▶ [Work instructions]:
Find every line below where the string "Empty" shows up, and copy those lines.

▶ [Data to examine]:
'''

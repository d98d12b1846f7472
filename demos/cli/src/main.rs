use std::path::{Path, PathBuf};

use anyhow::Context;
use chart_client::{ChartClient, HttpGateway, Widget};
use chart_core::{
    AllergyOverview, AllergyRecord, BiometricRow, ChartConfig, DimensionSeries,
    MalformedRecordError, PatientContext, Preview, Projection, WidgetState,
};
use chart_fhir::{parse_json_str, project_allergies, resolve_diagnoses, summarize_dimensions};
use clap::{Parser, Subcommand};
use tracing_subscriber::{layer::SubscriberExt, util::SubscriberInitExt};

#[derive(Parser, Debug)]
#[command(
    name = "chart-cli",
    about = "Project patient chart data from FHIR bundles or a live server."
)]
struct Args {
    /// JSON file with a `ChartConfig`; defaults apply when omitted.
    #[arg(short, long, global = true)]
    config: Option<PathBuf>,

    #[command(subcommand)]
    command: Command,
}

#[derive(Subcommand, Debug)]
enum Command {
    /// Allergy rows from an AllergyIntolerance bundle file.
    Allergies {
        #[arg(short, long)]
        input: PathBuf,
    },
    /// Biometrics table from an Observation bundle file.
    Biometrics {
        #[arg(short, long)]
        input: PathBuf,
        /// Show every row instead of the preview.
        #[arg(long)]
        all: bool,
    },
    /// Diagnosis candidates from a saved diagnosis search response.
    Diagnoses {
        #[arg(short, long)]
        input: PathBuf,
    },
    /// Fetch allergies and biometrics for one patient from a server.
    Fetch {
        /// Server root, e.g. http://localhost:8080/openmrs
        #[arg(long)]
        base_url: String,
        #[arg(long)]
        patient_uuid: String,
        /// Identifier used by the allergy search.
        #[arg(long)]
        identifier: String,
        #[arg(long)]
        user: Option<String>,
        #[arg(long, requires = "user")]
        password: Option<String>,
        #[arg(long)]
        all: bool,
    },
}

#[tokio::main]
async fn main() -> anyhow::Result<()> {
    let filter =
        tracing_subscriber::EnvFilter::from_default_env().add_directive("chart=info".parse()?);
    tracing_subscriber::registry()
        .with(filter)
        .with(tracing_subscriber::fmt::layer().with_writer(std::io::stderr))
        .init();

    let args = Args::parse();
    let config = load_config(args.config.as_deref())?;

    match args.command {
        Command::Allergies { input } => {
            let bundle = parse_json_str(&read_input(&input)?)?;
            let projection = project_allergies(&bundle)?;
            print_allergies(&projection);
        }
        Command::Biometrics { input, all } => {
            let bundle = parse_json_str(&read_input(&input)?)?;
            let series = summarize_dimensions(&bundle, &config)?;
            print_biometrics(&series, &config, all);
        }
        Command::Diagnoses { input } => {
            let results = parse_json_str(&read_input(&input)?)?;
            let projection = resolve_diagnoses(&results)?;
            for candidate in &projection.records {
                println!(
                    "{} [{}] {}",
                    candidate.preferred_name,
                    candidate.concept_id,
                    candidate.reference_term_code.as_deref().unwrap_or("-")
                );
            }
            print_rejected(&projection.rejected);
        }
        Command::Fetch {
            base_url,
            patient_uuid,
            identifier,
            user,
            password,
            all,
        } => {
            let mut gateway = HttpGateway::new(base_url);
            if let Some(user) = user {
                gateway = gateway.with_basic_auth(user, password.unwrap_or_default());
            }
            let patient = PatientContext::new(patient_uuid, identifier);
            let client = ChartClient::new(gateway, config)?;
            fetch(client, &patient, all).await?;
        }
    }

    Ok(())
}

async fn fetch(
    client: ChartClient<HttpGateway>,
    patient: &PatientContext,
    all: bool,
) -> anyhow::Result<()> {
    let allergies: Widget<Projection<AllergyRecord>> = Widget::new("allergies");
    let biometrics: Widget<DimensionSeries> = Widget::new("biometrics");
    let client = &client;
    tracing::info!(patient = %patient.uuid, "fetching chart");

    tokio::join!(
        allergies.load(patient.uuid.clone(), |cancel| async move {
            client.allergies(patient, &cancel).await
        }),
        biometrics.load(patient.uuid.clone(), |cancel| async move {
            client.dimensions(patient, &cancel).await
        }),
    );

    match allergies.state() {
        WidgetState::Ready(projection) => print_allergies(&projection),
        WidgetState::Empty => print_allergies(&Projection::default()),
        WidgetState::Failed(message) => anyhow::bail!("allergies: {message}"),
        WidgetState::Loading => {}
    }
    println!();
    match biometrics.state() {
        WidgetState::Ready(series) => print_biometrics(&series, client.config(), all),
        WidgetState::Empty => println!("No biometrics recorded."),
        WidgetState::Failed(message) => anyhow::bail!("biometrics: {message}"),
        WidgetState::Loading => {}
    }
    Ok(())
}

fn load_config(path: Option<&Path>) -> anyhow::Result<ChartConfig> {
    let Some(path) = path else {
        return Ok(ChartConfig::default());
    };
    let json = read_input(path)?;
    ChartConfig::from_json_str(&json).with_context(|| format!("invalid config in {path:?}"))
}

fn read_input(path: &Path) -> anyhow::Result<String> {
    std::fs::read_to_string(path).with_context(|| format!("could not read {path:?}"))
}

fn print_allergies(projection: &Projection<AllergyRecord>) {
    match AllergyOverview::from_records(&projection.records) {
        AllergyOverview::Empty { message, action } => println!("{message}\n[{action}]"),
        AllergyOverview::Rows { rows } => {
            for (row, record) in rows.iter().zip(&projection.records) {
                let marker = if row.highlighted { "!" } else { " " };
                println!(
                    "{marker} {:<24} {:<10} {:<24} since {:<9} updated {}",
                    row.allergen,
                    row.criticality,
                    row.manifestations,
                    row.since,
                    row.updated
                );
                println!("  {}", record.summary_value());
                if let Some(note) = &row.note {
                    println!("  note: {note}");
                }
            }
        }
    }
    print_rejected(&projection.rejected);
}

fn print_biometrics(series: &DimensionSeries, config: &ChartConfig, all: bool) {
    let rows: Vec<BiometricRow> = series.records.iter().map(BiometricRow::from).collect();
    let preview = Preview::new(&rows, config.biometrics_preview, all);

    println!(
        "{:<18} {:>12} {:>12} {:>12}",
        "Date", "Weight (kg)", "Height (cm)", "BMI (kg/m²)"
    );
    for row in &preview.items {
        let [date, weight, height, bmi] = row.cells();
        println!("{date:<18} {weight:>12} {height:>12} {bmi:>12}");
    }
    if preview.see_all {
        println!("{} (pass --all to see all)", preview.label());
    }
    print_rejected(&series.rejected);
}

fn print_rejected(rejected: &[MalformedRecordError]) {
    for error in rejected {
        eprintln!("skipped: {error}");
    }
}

'''

▶ [Problem solution]:
        WidgetState::Empty => print_allergies(&Projection::default()),
        WidgetState::Empty => println!("No biometrics recorded."),
        AllergyOverview::Empty { message, action } => println!("{message}\n[{action}]"),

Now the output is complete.